Amazed joy might be how Bach described his greatest choral pieces when performed in a cathedral, but Joyce's awe was more intimate. He felt no shame, no weight, and no transaction in relation to Nora. Five years later, on a trip to Dublin, he writes to her in Trieste: "It was not I who first touched you long ago down at Ringsend. It was you who slid your hand down down inside my trousers . . . and frigged me slowly until I came off through your fingers, all the time bending over me and gazing at me out of your quiet saintlike eyes." That night "made me a man," he told Nora in a different letter.
Happy Bloomsday to being so made and unmade!
After a date, Joyce took one of Nora’s gloves home with him, and he writes to her to say that he has slept with it: “Your glove lay beside me all night—unbuttoned—but otherwise conducted itself very properly—like Nora.”
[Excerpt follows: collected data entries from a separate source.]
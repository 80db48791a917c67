//! VaultKV - A Multi-Tenant In-Memory Key-Value Store
//!
//! Server binary: reads configuration from the environment, starts the
//! TCP and HTTP transports over one bucket manager, and shuts both down
//! gracefully on Ctrl+C.

use std::sync::Arc;
use std::time::Duration;

use tokio::signal;
use tracing::{error, info};

use vaultkv::auth::TokenAuthenticator;
use vaultkv::bucket::BucketManager;
use vaultkv::commands::CommandHandler;
use vaultkv::config::Config;
use vaultkv::connection::{ConnectionStats, TcpServer};
use vaultkv::http::{self, AppState};

/// How long shutdown waits for open connections before aborting them.
const STOP_DEADLINE: Duration = Duration::from_secs(10);

fn init_logging(config: &Config) {
    let env_filter = tracing_subscriber::EnvFilter::try_from_default_env()
        .unwrap_or_else(|_| tracing_subscriber::EnvFilter::new(config.logging.level.clone()));

    if config.logging.environment == "production" {
        tracing_subscriber::fmt()
            .json()
            .with_env_filter(env_filter)
            .init();
    } else {
        tracing_subscriber::fmt()
            .with_env_filter(env_filter)
            .with_target(false)
            .init();
    }
}

fn print_banner(config: &Config) {
    println!(
        r#"
 __     __          _ _   _  ____   __
 \ \   / /_ _ _   _| | |_| |/ /\ \ / /
  \ \ / / _` | | | | | __| ' /  \ V /
   \ V / (_| | |_| | | |_| . \   | |
    \_/ \__,_|\__,_|_|\__|_|\_\  |_|

VaultKV v{} - Multi-Tenant In-Memory Key-Value Store
────────────────────────────────────────────────────
TCP  on port {}
HTTP on port {}

Use Ctrl+C to shut down gracefully.
"#,
        vaultkv::VERSION,
        config.server.tcp_port,
        config.server.http_port,
    );
}

#[tokio::main]
async fn main() -> anyhow::Result<()> {
    let config = Config::from_env();
    init_logging(&config);
    print_banner(&config);

    // One bucket manager behind both transports
    let buckets = Arc::new(BucketManager::new(config.store.shard_count));
    let tokens = Arc::new(TokenAuthenticator::new(config.auth.token_secret.clone()));
    info!(
        default_shard_count = config.store.shard_count,
        "storage engine initialized"
    );

    let handler = CommandHandler::new(Arc::clone(&buckets), Some(Arc::clone(&tokens)));
    let stats = Arc::new(ConnectionStats::new());

    let tcp_addr = format!("0.0.0.0:{}", config.server.tcp_port);
    let tcp_server = TcpServer::start(&tcp_addr, handler, Arc::clone(&stats)).await?;

    let state = AppState {
        buckets: Arc::clone(&buckets),
        tokens: Some(tokens),
    };
    let app = http::router(state);
    let http_listener =
        tokio::net::TcpListener::bind(("0.0.0.0", config.server.http_port)).await?;
    info!(port = config.server.http_port, "http server listening");

    let (http_shutdown_tx, http_shutdown_rx) = tokio::sync::oneshot::channel::<()>();
    let http_task = tokio::spawn(async move {
        let serve = axum::serve(http_listener, app).with_graceful_shutdown(async {
            let _ = http_shutdown_rx.await;
        });
        if let Err(e) = serve.await {
            error!(error = %e, "http server error");
        }
    });

    signal::ctrl_c().await?;
    info!("shutdown signal received, stopping servers");

    let _ = http_shutdown_tx.send(());
    let _ = http_task.await;
    tcp_server.stop(STOP_DEADLINE).await;
    buckets.shutdown();

    info!("server shutdown complete");
    Ok(())
}
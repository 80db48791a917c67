//! Storage Entry
//!
//! The unit stored by a shard. Every field except the access counters is
//! immutable once the entry is published; readers on other threads may
//! hold references to it long after a newer value for the same key has
//! been published, so mutation happens only through the two atomics.

use crate::util::now_nanos;
use bytes::Bytes;
use std::sync::atomic::{AtomicI64, AtomicU32, Ordering};
use std::time::Duration;

/// Maximum key length in bytes.
pub const MAX_KEY_SIZE: usize = 255;

/// Maximum value size in bytes (16 MiB).
pub const MAX_VALUE_SIZE: usize = 16 * 1024 * 1024;

/// A stored key-value pair with expiration metadata.
///
/// Entries are shared between the index and concurrent readers via `Arc`,
/// so the only fields mutated after publication are `access_count` and
/// `last_access`, both atomic.
#[derive(Debug)]
pub struct StorageEntry {
    /// The key this entry is stored under
    pub key: String,
    /// The value, an opaque byte sequence
    pub value: Bytes,
    /// Time-to-live in nanoseconds (0 = never expires)
    pub ttl_nanos: i64,
    /// Creation time, unix nanoseconds
    pub created_at: i64,
    /// Expiration time, unix nanoseconds (0 iff `ttl_nanos` is 0)
    pub expires_at: i64,
    /// Whether the entry is deleted on first successful read
    pub single_read: bool,
    /// Value size used for memory accounting
    pub original_size: i64,
    /// Number of reads that observed this entry
    pub access_count: AtomicU32,
    /// Unix nanoseconds of the most recent read
    pub last_access: AtomicI64,
}

impl StorageEntry {
    /// Creates an entry timestamped now.
    ///
    /// A zero `ttl` means the entry never expires and `expires_at` stays 0.
    pub fn new(key: String, value: Bytes, ttl: Duration, single_read: bool) -> Self {
        let now = now_nanos();
        let ttl_nanos = ttl.as_nanos() as i64;
        let expires_at = if ttl_nanos > 0 { now + ttl_nanos } else { 0 };
        let original_size = value.len() as i64;

        Self {
            key,
            value,
            ttl_nanos,
            created_at: now,
            expires_at,
            single_read,
            original_size,
            access_count: AtomicU32::new(0),
            last_access: AtomicI64::new(now),
        }
    }

    /// Checks whether the entry has expired at `now` (unix nanoseconds).
    #[inline]
    pub fn is_expired(&self, now: i64) -> bool {
        self.expires_at > 0 && now >= self.expires_at
    }

    /// Bytes this entry accounts for in shard usage: key plus value.
    #[inline]
    pub fn charged_size(&self) -> i64 {
        self.key.len() as i64 + self.original_size
    }

    /// Records a successful read.
    #[inline]
    pub fn touch(&self, now: i64) {
        self.access_count.fetch_add(1, Ordering::Relaxed);
        self.last_access.store(now, Ordering::Relaxed);
    }

    /// Attempts to consume a single-read entry.
    ///
    /// Exactly one caller wins the 0 -> 1 transition; everyone else
    /// observes the entry as already consumed.
    #[inline]
    pub fn try_consume(&self) -> bool {
        self.access_count
            .compare_exchange(0, 1, Ordering::AcqRel, Ordering::Acquire)
            .is_ok()
    }
}
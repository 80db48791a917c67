//! Per-Connection Handling
//!
//! Each accepted socket gets one handler task. TCP is a byte stream, so
//! the handler accumulates reads in a buffer and peels complete frames
//! off the front; a single read may surface zero frames or several.
//!
//! Frames do not queue behind each other: every decoded frame is
//! dispatched on its own task and its response funnels back through a
//! writer task whenever it is ready. The response carries the request's
//! id, so clients correlate without any ordering guarantee; a slow GET
//! never stalls the SETs pipelined behind it.
//!
//! ```text
//!  socket ──reads──> buffer ──frames──> dispatch tasks ──┐
//!     ▲                                                  │ responses
//!     └────────────── writer task <──── mpsc ────────────┘
//! ```

use crate::commands::CommandHandler;
use crate::protocol::{Frame, ProtocolError};
use bytes::BytesMut;
use socket2::{SockRef, TcpKeepalive};
use std::net::SocketAddr;
use std::sync::atomic::{AtomicU64, Ordering};
use std::sync::Arc;
use std::time::Duration;
use tokio::io::{AsyncReadExt, AsyncWriteExt};
use tokio::net::TcpStream;
use tokio::sync::{mpsc, watch};
use tracing::{debug, info, trace, warn};

/// Cap on buffered unparsed bytes per connection (17 MiB: one maximum
/// frame plus headroom). A client that exceeds it is disconnected.
pub const MAX_CONNECTION_BUFFER: usize = 17 * 1024 * 1024;

/// Initial read buffer capacity.
const INITIAL_BUFFER_SIZE: usize = 4096;

/// TCP keep-alive idle period.
const KEEPALIVE_PERIOD: Duration = Duration::from_secs(120);

/// Queue depth between dispatch tasks and the writer.
const RESPONSE_QUEUE_DEPTH: usize = 256;

/// Statistics shared by every connection of a server.
#[derive(Debug, Default)]
pub struct ConnectionStats {
    /// Total number of connections accepted
    pub connections_accepted: AtomicU64,
    /// Currently active connections
    pub active_connections: AtomicU64,
    /// Total frames processed
    pub frames_processed: AtomicU64,
    /// Total bytes read
    pub bytes_read: AtomicU64,
    /// Total bytes written
    pub bytes_written: AtomicU64,
}

impl ConnectionStats {
    pub fn new() -> Self {
        Self::default()
    }

    pub fn connection_opened(&self) {
        self.connections_accepted.fetch_add(1, Ordering::Relaxed);
        self.active_connections.fetch_add(1, Ordering::Relaxed);
    }

    pub fn connection_closed(&self) {
        self.active_connections.fetch_sub(1, Ordering::Relaxed);
    }

    pub fn frame_processed(&self) {
        self.frames_processed.fetch_add(1, Ordering::Relaxed);
    }

    pub fn add_bytes_read(&self, count: usize) {
        self.bytes_read.fetch_add(count as u64, Ordering::Relaxed);
    }

    pub fn add_bytes_written(&self, count: usize) {
        self.bytes_written
            .fetch_add(count as u64, Ordering::Relaxed);
    }
}

/// Errors that end a connection.
#[derive(Debug, thiserror::Error)]
pub enum ConnectionError {
    /// I/O error (network issue)
    #[error("I/O error: {0}")]
    Io(#[from] std::io::Error),

    /// Frame decoding error
    #[error("protocol error: {0}")]
    Protocol(#[from] ProtocolError),

    /// Client closed the connection cleanly
    #[error("client disconnected")]
    ClientDisconnected,

    /// Stream ended mid-frame
    #[error("unexpected end of stream")]
    UnexpectedEof,

    /// Per-connection buffer cap exceeded
    #[error("connection buffer limit exceeded")]
    BufferFull,
}

/// Serves one client connection until it disconnects, errors, or the
/// server shuts down.
pub async fn handle_connection(
    stream: TcpStream,
    addr: SocketAddr,
    handler: CommandHandler,
    stats: Arc<ConnectionStats>,
    shutdown: watch::Receiver<bool>,
) {
    stats.connection_opened();
    info!(client = %addr, "client connected");

    let result = serve(stream, addr, handler, Arc::clone(&stats), shutdown).await;

    match &result {
        Ok(()) => info!(client = %addr, "client disconnected"),
        Err(ConnectionError::ClientDisconnected) => {
            debug!(client = %addr, "client disconnected")
        }
        Err(ConnectionError::Io(e)) if e.kind() == std::io::ErrorKind::ConnectionReset => {
            debug!(client = %addr, "connection reset by client")
        }
        Err(e) => warn!(client = %addr, error = %e, "connection error"),
    }

    stats.connection_closed();
}

async fn serve(
    stream: TcpStream,
    addr: SocketAddr,
    handler: CommandHandler,
    stats: Arc<ConnectionStats>,
    mut shutdown: watch::Receiver<bool>,
) -> Result<(), ConnectionError> {
    let keepalive = TcpKeepalive::new().with_time(KEEPALIVE_PERIOD);
    SockRef::from(&stream).set_tcp_keepalive(&keepalive)?;

    let (mut read_half, mut write_half) = stream.into_split();
    let (response_tx, mut response_rx) = mpsc::channel::<Frame>(RESPONSE_QUEUE_DEPTH);

    // Writer task: responses go out in completion order, each tagged
    // with its request id.
    let writer_stats = Arc::clone(&stats);
    let writer = tokio::spawn(async move {
        while let Some(frame) = response_rx.recv().await {
            let bytes = frame.encode();
            if write_half.write_all(&bytes).await.is_err() {
                break;
            }
            writer_stats.add_bytes_written(bytes.len());
            writer_stats.frame_processed();
        }
    });

    let mut buffer = BytesMut::with_capacity(INITIAL_BUFFER_SIZE);
    let result = read_loop(
        &mut read_half,
        addr,
        &mut buffer,
        &handler,
        &stats,
        &response_tx,
        &mut shutdown,
    )
    .await;

    // Dropping our sender lets the writer drain in-flight responses and
    // exit once the dispatch tasks finish.
    drop(response_tx);
    let _ = writer.await;
    result
}

#[allow(clippy::too_many_arguments)]
async fn read_loop(
    read_half: &mut tokio::net::tcp::OwnedReadHalf,
    addr: SocketAddr,
    buffer: &mut BytesMut,
    handler: &CommandHandler,
    stats: &Arc<ConnectionStats>,
    response_tx: &mpsc::Sender<Frame>,
    shutdown: &mut watch::Receiver<bool>,
) -> Result<(), ConnectionError> {
    loop {
        // Peel off every complete frame currently buffered
        loop {
            let decoded = Frame::decode(&buffer[..]).map_err(|e| {
                warn!(client = %addr, error = %e, "frame decode error");
                e
            })?;
            let Some((frame, consumed)) = decoded else {
                break;
            };
            let _ = buffer.split_to(consumed);
            trace!(
                client = %addr,
                request_id = frame.request_id,
                consumed,
                "dispatching frame"
            );

            let handler = handler.clone();
            let response_tx = response_tx.clone();
            tokio::spawn(async move {
                let response = handler.handle_frame(&frame);
                let _ = response_tx.send(response).await;
            });
        }

        if buffer.len() >= MAX_CONNECTION_BUFFER {
            warn!(client = %addr, buffered = buffer.len(), "connection buffer overflow");
            return Err(ConnectionError::BufferFull);
        }

        tokio::select! {
            read = read_half.read_buf(buffer) => {
                let n = read?;
                if n == 0 {
                    return if buffer.is_empty() {
                        Err(ConnectionError::ClientDisconnected)
                    } else {
                        Err(ConnectionError::UnexpectedEof)
                    };
                }
                stats.add_bytes_read(n);
                trace!(client = %addr, bytes = n, "read data");
            }
            result = shutdown.changed() => {
                if result.is_err() || *shutdown.borrow() {
                    debug!(client = %addr, "server shutdown, closing connection");
                    return Ok(());
                }
            }
        }
    }
}
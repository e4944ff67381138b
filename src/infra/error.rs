//! Error taxonomy for the node and its transmission path

use std::time::Duration;
use thiserror::Error;

/// Failure of a single transmission attempt. Never fatal: the next window
/// simply tries again with fresh counts.
#[derive(Error, Debug, Clone, PartialEq, Eq)]
pub enum TransmissionError {
    #[error("transmission timed out after {}ms", .0.as_millis())]
    Timeout(Duration),

    #[error("connection to collector failed: {0}")]
    Connection(String),

    #[error("collector rejected transmission with status {0}")]
    Rejected(u16),

    #[error("transmit worker is not running")]
    WorkerUnavailable,
}

impl TransmissionError {
    pub fn kind(&self) -> &'static str {
        match self {
            TransmissionError::Timeout(_) => "timeout",
            TransmissionError::Connection(_) => "connection",
            TransmissionError::Rejected(_) => "rejected",
            TransmissionError::WorkerUnavailable => "worker_unavailable",
        }
    }
}

/// Node-level errors
#[derive(Error, Debug)]
pub enum NodeError {
    /// Invalid wake/sleep configuration; halts start-up
    #[error("malformed schedule config: {0}")]
    MalformedScheduleConfig(String),

    /// A setting the node cannot run with; halts start-up
    #[error("invalid config: {0}")]
    InvalidConfig(String),

    #[error("network link not up after {}s", .0.as_secs())]
    LinkTimeout(Duration),

    #[error(transparent)]
    Config(#[from] anyhow::Error),
}

/// Collector-side failure to record a transmission
#[derive(Error, Debug)]
pub enum StoreError {
    /// The reporting location is not in the current-state table; nothing is
    /// changed
    #[error("unknown location {0:?}")]
    UnknownLocation(String),

    #[error("csv: {0}")]
    Csv(#[from] csv::Error),

    #[error("io: {0}")]
    Io(#[from] std::io::Error),
}

#[cfg(test)]
mod tests {
    use super::*;

    #[test]
    fn test_error_messages() {
        let err = TransmissionError::Timeout(Duration::from_secs(5));
        assert_eq!(err.to_string(), "transmission timed out after 5000ms");
        assert_eq!(err.kind(), "timeout");
        assert_eq!(TransmissionError::Rejected(503).kind(), "rejected");

        let err = NodeError::MalformedScheduleConfig("wake after sleep".to_string());
        assert_eq!(err.to_string(), "malformed schedule config: wake after sleep");
    }
}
James Joyce and Nora Barnacle raised their children, Giorgio and Lucia, in countless apartments across Paris and Europe. He relished telling stories, filling bar stools, being generous whenever money appeared, and living at full nerve, although only two things ultimately matter to him namely his writing and his family.
“A man of small virtue, inclined to extravagance and alcoholism”: this is how James Joyce described himself to Carl Jung.
After two of Nora’s boyfriends died when she was dating them; the girls at the convent where she boarded in Galway called her the “man-killer.”
Happy Bloomsday to all “man-killers” and to the stelle, or stars, with which Dante ends all three books of his Comedy!
Happy Bloomsday, too, to the consecration of a sacrificial religious event by Stephen and Bloom, who honor such an occasion by urinating together in the garden!
Happiest of Bloomdays to you!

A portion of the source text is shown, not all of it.